Dokter keluarga Adiguna datang tepat waktu. Dokter Danu langsung menuju tempat tidur menemui pasien dari keluarga Adiguna. Ia menyiapkan oksigen portale untuk di hidupkan pada Bunda Serena. Entah beberapa hari terakhir keluhan keluarga Adiguna adalah pingsan, biasa ia di panggil untuk memeriksakan kolesterol, gula darah. Begitulah yang ada di pikiran dokter itu.
"Jangan! Jangan Bim! Aku nggak salah Bim!" igauan bunda Serena setelah setengah sadar.
Semua kembali berkerumun melihat Bunda Serena yang sudah mulai sadar.
"Sepertinya hanya gejala syok attack, tidak ada yang saya serius. Semuanya normal, saya pamit." seru dokter Danu beranjak dari tempatnya. Mama Mitha mengantar keluar dokter itu.
"Alhamdulillah bunda sudah sadar," Nesya memeluk bunda Serena yang bangun dari tempat tidur.
"Maaf Pak Hendra dan Bu Mitha, sebaiknya saya dan suami ijin pulang karena mendadak saya kurang sehat." Pinta Bunda Serena.
"Ya Bu Serena, kita mengerti." Jawab Pak Hendrawan.
"Kenapa terburu-buru Bu Serena, tinggallah sebentar," ucap seseorang kembali membuat terkejut.
"Maaf Pak Raharja, bukan urusan Anda menyuruh kami untuk tetap.tinggal," ujar Pak Doni yang dari awal sudah kesal dengan pria dewasa itu.
"Pak Doni, mungkin maksud Pak Raharja, Bu Serena biar tenang sejenak. Bukan begitu Pak Bima."
"Maaf kami tidak mengenal Anda dan Anda tak berhak bertanya apapun kepada istri saya, Kami akan permisi," seru sopan Pak Doni.
"Serena mengenal saya Pak!

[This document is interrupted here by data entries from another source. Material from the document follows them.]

//! # PZEM-004T Meter Driver
//!
//! Modbus-RTU codec and polling driver for PZEM-004T v3 style single-phase meters.
//! One poll is a single "read input registers" request for the ten measurement
//! registers starting at 0x0000:
//!
//! | Register | Quantity     | Resolution               |
//! |----------|--------------|--------------------------|
//! | 0x0000   | Voltage      | 0.1 V                    |
//! | 0x0001-2 | Current      | 0.001 A (low word first) |
//! | 0x0003-4 | Power        | 0.1 W (low word first)   |
//! | 0x0005-6 | Energy       | 1 Wh (low word first)    |
//! | 0x0007   | Frequency    | 0.1 Hz                   |
//! | 0x0008   | Power factor | 0.01                     |
//! | 0x0009   | Alarm        | ignored                  |
//!
//! The driver is generic over any [`MeterPort`]; with the `hardware` feature
//! [`open_serial`] opens a real serial device whose read timeout bounds each poll.
//! Pending input is dropped before every request, so a late reply to a timed-out
//! poll can never be read as the start of the next frame.

use crate::sensor::{MeterSource, RawReading, SensorReadError};
use std::io::{self, Read, Write};
use tracing::debug;

/// Modbus function code: read input registers
pub const READ_INPUT_REGISTERS: u8 = 0x04;
/// Measurement registers read per poll
pub const REGISTER_COUNT: u16 = 10;
/// Address every PZEM answers to when it is alone on the bus
pub const GENERAL_ADDRESS: u8 = 0xF8;

/// CRC-16/MODBUS (poly 0xA001 reflected, init 0xFFFF).
pub fn crc16(data: &[u8]) -> u16 {
    let mut crc: u16 = 0xFFFF;
    for &byte in data {
        crc ^= byte as u16;
        for _ in 0..8 {
            if crc & 0x0001 != 0 {
                crc = (crc >> 1) ^ 0xA001;
            } else {
                crc >>= 1;
            }
        }
    }
    crc
}

/// Build the read request for `address`; the CRC goes low byte first.
pub fn encode_read_request(address: u8) -> [u8; 8] {
    let [count_hi, count_lo] = REGISTER_COUNT.to_be_bytes();
    let mut frame = [address, READ_INPUT_REGISTERS, 0x00, 0x00, count_hi, count_lo, 0, 0];
    let [crc_lo, crc_hi] = crc16(&frame[..6]).to_le_bytes();
    frame[6] = crc_lo;
    frame[7] = crc_hi;
    frame
}

fn check_crc(frame: &[u8]) -> Result<(), SensorReadError> {
    let (body, tail) = frame.split_at(frame.len() - 2);
    let received = u16::from_le_bytes([tail[0], tail[1]]);
    let computed = crc16(body);
    if received != computed {
        return Err(SensorReadError::Frame(format!(
            "crc mismatch: received {received:#06x}, computed {computed:#06x}"
        )));
    }
    Ok(())
}

/// Decode a complete response frame from `address` into a raw reading.
pub fn decode_response(address: u8, frame: &[u8]) -> Result<RawReading, SensorReadError> {
    if frame.len() < 5 {
        return Err(SensorReadError::Frame(format!("short frame: {} bytes", frame.len())));
    }
    check_crc(frame)?;

    if frame[0] != address && address != GENERAL_ADDRESS {
        return Err(SensorReadError::Frame(format!(
            "answer from {:#04x}, expected {address:#04x}",
            frame[0]
        )));
    }
    if frame[1] == READ_INPUT_REGISTERS | 0x80 {
        return Err(SensorReadError::Exception(frame[2]));
    }
    if frame[1] != READ_INPUT_REGISTERS {
        return Err(SensorReadError::Frame(format!("unexpected function {:#04x}", frame[1])));
    }

    let byte_count = frame[2] as usize;
    let expected = REGISTER_COUNT as usize * 2;
    if byte_count != expected || frame.len() != 3 + byte_count + 2 {
        return Err(SensorReadError::Frame(format!(
            "expected {expected} data bytes, got {byte_count}"
        )));
    }

    let registers: Vec<u16> = frame[3..3 + byte_count]
        .chunks_exact(2)
        .map(|pair| u16::from_be_bytes([pair[0], pair[1]]))
        .collect();
    let wide = |low: usize| ((registers[low + 1] as u32) << 16) | registers[low] as u32;

    Ok(RawReading {
        voltage: registers[0] as f32 / 10.0,
        current: wide(1) as f32 / 1000.0,
        power: wide(3) as f32 / 10.0,
        energy: wide(5) as f32 / 1000.0,
        frequency: registers[7] as f32 / 10.0,
        power_factor: registers[8] as f32 / 100.0,
    })
}

/// Byte-oriented port the meter is polled over.
pub trait MeterPort: Read + Write {
    /// Drop whatever has been received but not read yet.
    fn discard_input(&mut self) -> io::Result<()>;
}

#[cfg(feature = "hardware")]
impl MeterPort for Box<dyn serialport::SerialPort> {
    fn discard_input(&mut self) -> io::Result<()> {
        self.clear(serialport::ClearBuffer::Input)
            .map_err(|e| io::Error::other(e.to_string()))
    }
}

/// Polling driver over a byte-oriented port.
pub struct PzemMeter<P> {
    port: P,
    address: u8,
}

impl<P: MeterPort> PzemMeter<P> {
    pub fn new(port: P, address: u8) -> Self {
        Self { port, address }
    }

    fn read_frame(&mut self) -> Result<Vec<u8>, SensorReadError> {
        // Address, function, then either a byte count or an exception code
        let mut frame = vec![0u8; 3];
        self.port.read_exact(&mut frame)?;

        let remaining = if frame[1] & 0x80 != 0 {
            2
        } else {
            frame[2] as usize + 2
        };
        let start = frame.len();
        frame.resize(start + remaining, 0);
        self.port.read_exact(&mut frame[start..])?;
        Ok(frame)
    }
}

impl<P: MeterPort> MeterSource for PzemMeter<P> {
    fn poll(&mut self) -> Result<RawReading, SensorReadError> {
        let request = encode_read_request(self.address);
        self.port.discard_input()?;
        self.port.write_all(&request)?;
        self.port.flush()?;

        let frame = self.read_frame()?;
        debug!(bytes = frame.len(), "meter frame received");
        decode_response(self.address, &frame)
    }
}

/// Open the configured serial port with its read timeout.
#[cfg(feature = "hardware")]
pub fn open_serial(
    config: &crate::config::MeterConfig,
) -> Result<PzemMeter<Box<dyn serialport::SerialPort>>, SensorReadError> {
    let port = serialport::new(config.port.as_str(), config.baud_rate)
        .timeout(std::time::Duration::from_millis(config.timeout_ms))
        .open()
        .map_err(|e| SensorReadError::Io(std::io::Error::other(e.to_string())))?;
    tracing::info!(port = %config.port, baud = config.baud_rate, "meter port opened");
    Ok(PzemMeter::new(port, config.address))
}
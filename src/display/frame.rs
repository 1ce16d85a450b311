//! Frame composition: view + state → lines of text.
//!
//! Lines are kept short (at most 21 characters) so a frame fits a 128 px wide
//! panel with a 6 px font.

use super::DisplayView;
use crate::{DeviceDiagnostics, DeviceState, ErrorKind};
use std::time::Duration;

/// Values the views need that are not part of [`DeviceState`].
#[derive(Clone, Copy, Debug)]
pub struct ViewContext<'a> {
    pub uptime: Duration,
    pub diagnostics: DeviceDiagnostics,
    pub ssid: &'a str,
}

/// One screenful of text.
#[derive(Clone, Debug, PartialEq, Eq)]
pub struct Frame {
    pub title: String,
    pub lines: Vec<String>,
    /// Drawn inverted / highlighted
    pub alert: bool,
}

impl Frame {
    /// Error overlay for `kind`, with a short detail line
    pub fn overlay(kind: ErrorKind, detail: &str) -> Frame {
        let hint = match kind {
            ErrorKind::SensorRead => "retrying next sample",
            ErrorKind::Connectivity => "will retry next send",
            ErrorKind::Auth => "check API key",
            ErrorKind::Transport => "will retry next send",
        };
        Frame {
            title: format!("! {}", kind.label()),
            lines: vec![truncate(detail, 21), hint.to_string()],
            alert: true,
        }
    }
}

fn truncate(text: &str, max_chars: usize) -> String {
    text.chars().take(max_chars).collect()
}

/// Format an uptime as `1d02h03m`, `2h03m04s` or `3m04s`
pub fn format_uptime(uptime: Duration) -> String {
    let secs = uptime.as_secs();
    let (days, hours, minutes, seconds) = (secs / 86_400, secs / 3600 % 24, secs / 60 % 60, secs % 60);
    if days > 0 {
        format!("{days}d{hours:02}h{minutes:02}m")
    } else if hours > 0 {
        format!("{hours}h{minutes:02}m{seconds:02}s")
    } else {
        format!("{minutes}m{seconds:02}s")
    }
}

/// Render `view` for the current state.
pub fn compose(view: DisplayView, state: &DeviceState, context: &ViewContext<'_>) -> Frame {
    let lines = match view {
        DisplayView::VoltageCurrent => match &state.latest {
            Some(sample) => vec![
                format!("V: {:.1} V", sample.voltage),
                format!("I: {:.3} A", sample.current),
            ],
            None => waiting(),
        },
        DisplayView::PowerEnergy => match &state.latest {
            Some(sample) => vec![
                format!("P: {:.1} W", sample.power),
                format!("E: {:.3} kWh", sample.energy),
            ],
            None => waiting(),
        },
        DisplayView::FrequencyPf => match &state.latest {
            Some(sample) => vec![
                format!("F: {:.1} Hz", sample.frequency),
                format!("PF: {:.2}", sample.power_factor),
            ],
            None => waiting(),
        },
        DisplayView::NetworkStatus => network_lines(state, context),
        DisplayView::SystemStatus => {
            let counters = &state.counters;
            vec![
                format!("Sent: {}", counters.data_points_sent()),
                format!("Events: {}", counters.events_detected()),
                format!("Failed: {}", counters.failed_requests()),
                format!("Heap: {} KB", context.diagnostics.heap / 1024),
                format!("Up: {}", format_uptime(context.uptime)),
            ]
        }
    };

    Frame {
        title: view.title().to_string(),
        lines,
        alert: view == DisplayView::NetworkStatus && state.auth_failed,
    }
}

fn waiting() -> Vec<String> {
    vec!["waiting for meter".to_string()]
}

fn network_lines(state: &DeviceState, context: &ViewContext<'_>) -> Vec<String> {
    let connectivity = &state.connectivity;
    let link = if connectivity.is_connected() {
        "WiFi: connected".to_string()
    } else if connectivity.reconnect_attempts() > 0 {
        format!("WiFi: down ({})", connectivity.reconnect_attempts())
    } else {
        "WiFi: down".to_string()
    };

    let http = match (state.auth_failed, state.last_status) {
        (true, _) => "AUTH FAIL".to_string(),
        (false, Some(status)) => format!("HTTP: {status}"),
        (false, None) => "HTTP: --".to_string(),
    };

    vec![
        link,
        truncate(&format!("SSID: {}", context.ssid), 21),
        format!("RSSI: {} dBm", context.diagnostics.rssi),
        http,
    ]
}
//! # Simulated Meter
//!
//! A deterministic household load model used when no meter is attached
//! (development mode, demos and tests). Like a real single-point meter it only
//! sees the aggregate: a constant base load plus appliances that switch on and off
//! on fixed schedules, with small mains voltage and frequency ripple on top.
//!
//! ## Model Characteristics
//!
//! ### Loads
//! - **Base load**: 60 W of always-on devices
//! - **Refrigerator**: 120 W compressor, on for 4 of every 10 minutes
//! - **Kettle**: 1800 W resistive load, on for 3 minutes every half hour
//!
//! ### Mains
//! - **Voltage**: 230 V nominal with a ±2 V, 90 s ripple
//! - **Frequency**: 50 Hz nominal with a ±0.05 Hz, 40 s ripple
//!
//! All quantities are a pure function of the clock reading, so two meters driven
//! by clocks at the same instant report the same values. Energy is integrated
//! between polls.

use crate::clock::Clock;
use crate::sensor::{MeterSource, RawReading, SensorReadError};
use std::f64::consts::TAU;
use std::time::Duration;

const BASE_LOAD_W: f64 = 60.0;
const FRIDGE_W: f64 = 120.0;
const FRIDGE_PERIOD_S: f64 = 600.0;
const FRIDGE_ON_S: f64 = 240.0;
const KETTLE_W: f64 = 1800.0;
const KETTLE_PERIOD_S: f64 = 1800.0;
const KETTLE_START_S: f64 = 900.0;
const KETTLE_ON_S: f64 = 180.0;

const NOMINAL_VOLTAGE: f64 = 230.0;
const NOMINAL_FREQUENCY: f64 = 50.0;

/// Meter whose readings are synthesised from the clock.
pub struct SimulatedMeter<C: Clock> {
    clock: C,
    energy_kwh: f64,
    last_poll: Option<Duration>,
    polls: u64,
    fault_every: Option<u64>,
}

impl<C: Clock> SimulatedMeter<C> {
    pub fn new(clock: C) -> Self {
        Self {
            clock,
            energy_kwh: 0.0,
            last_poll: None,
            polls: 0,
            fault_every: None,
        }
    }

    /// Report a NaN voltage on every `n`th poll, the way a meter with a loose
    /// bus connection does.
    pub fn with_fault_every(mut self, n: u64) -> Self {
        self.fault_every = (n > 0).then_some(n);
        self
    }
}

/// Active power in watts at `t` seconds.
pub fn load_at(t: f64) -> f64 {
    let fridge_on = t.rem_euclid(FRIDGE_PERIOD_S) < FRIDGE_ON_S;
    let kettle_phase = t.rem_euclid(KETTLE_PERIOD_S);
    let kettle_on = (KETTLE_START_S..KETTLE_START_S + KETTLE_ON_S).contains(&kettle_phase);

    let mut power = BASE_LOAD_W + 1.5 * (TAU * t / 7.0).sin();
    if fridge_on {
        power += FRIDGE_W;
    }
    if kettle_on {
        power += KETTLE_W;
    }
    power
}

/// Power factor at `t` seconds: the compressor drags it down, the kettle pulls it up.
fn power_factor_at(t: f64) -> f64 {
    let fridge_on = t.rem_euclid(FRIDGE_PERIOD_S) < FRIDGE_ON_S;
    let kettle_phase = t.rem_euclid(KETTLE_PERIOD_S);
    let kettle_on = (KETTLE_START_S..KETTLE_START_S + KETTLE_ON_S).contains(&kettle_phase);

    match (kettle_on, fridge_on) {
        (true, _) => 0.99,
        (false, true) => 0.82,
        (false, false) => 0.93,
    }
}

impl<C: Clock> MeterSource for SimulatedMeter<C> {
    fn poll(&mut self) -> Result<RawReading, SensorReadError> {
        let now = self.clock.now();
        let t = now.as_secs_f64();
        self.polls += 1;

        let power = load_at(t);
        if let Some(last) = self.last_poll {
            let hours = now.saturating_sub(last).as_secs_f64() / 3600.0;
            self.energy_kwh += power * hours / 1000.0;
        }
        self.last_poll = Some(now);

        let voltage = NOMINAL_VOLTAGE + 2.0 * (TAU * t / 90.0).sin();
        let frequency = NOMINAL_FREQUENCY + 0.05 * (TAU * t / 40.0).sin();
        let power_factor = power_factor_at(t);
        let current = power / (voltage * power_factor);

        let faulty = self.fault_every.is_some_and(|n| self.polls % n == 0);

        Ok(RawReading {
            voltage: if faulty { f32::NAN } else { voltage as f32 },
            current: current as f32,
            power: power as f32,
            energy: self.energy_kwh as f32,
            frequency: frequency as f32,
            power_factor: power_factor as f32,
        })
    }
}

Dia harus menjawab sesuatu, jika ingin hidupnya tenang tanpa gangguan di luar nalar dari seseorang Bimantara Raharja," ucap Pria itu lagi.
"Sekali lagi Pak Bimantara Raharja, Anda tak berhak menyuruh istri saya untuk bicara. Kenapa Anda malah mengancam!" Pak Doni mulai sedikit emosi.
"Maaf Saya menyela Pak Bimantara, sebaiknya kita biarkan bunda Serena tenang dulu," Nolan menyela.
"Saya harus menanyakan hal ini sekarang!" bantah Pak Bimantara.
"Apa Bim! Apa yang mau kamu tanyakan, setelah itu jangan libatkan keluargaku lagi." Serena akhirnya bangun angkat bicara karena tak tahan dengan perdebatan pria itu.
"Hanya beberapa pertanyaan ringan. Apa benar Nesya anak adopsi?" tanyanya.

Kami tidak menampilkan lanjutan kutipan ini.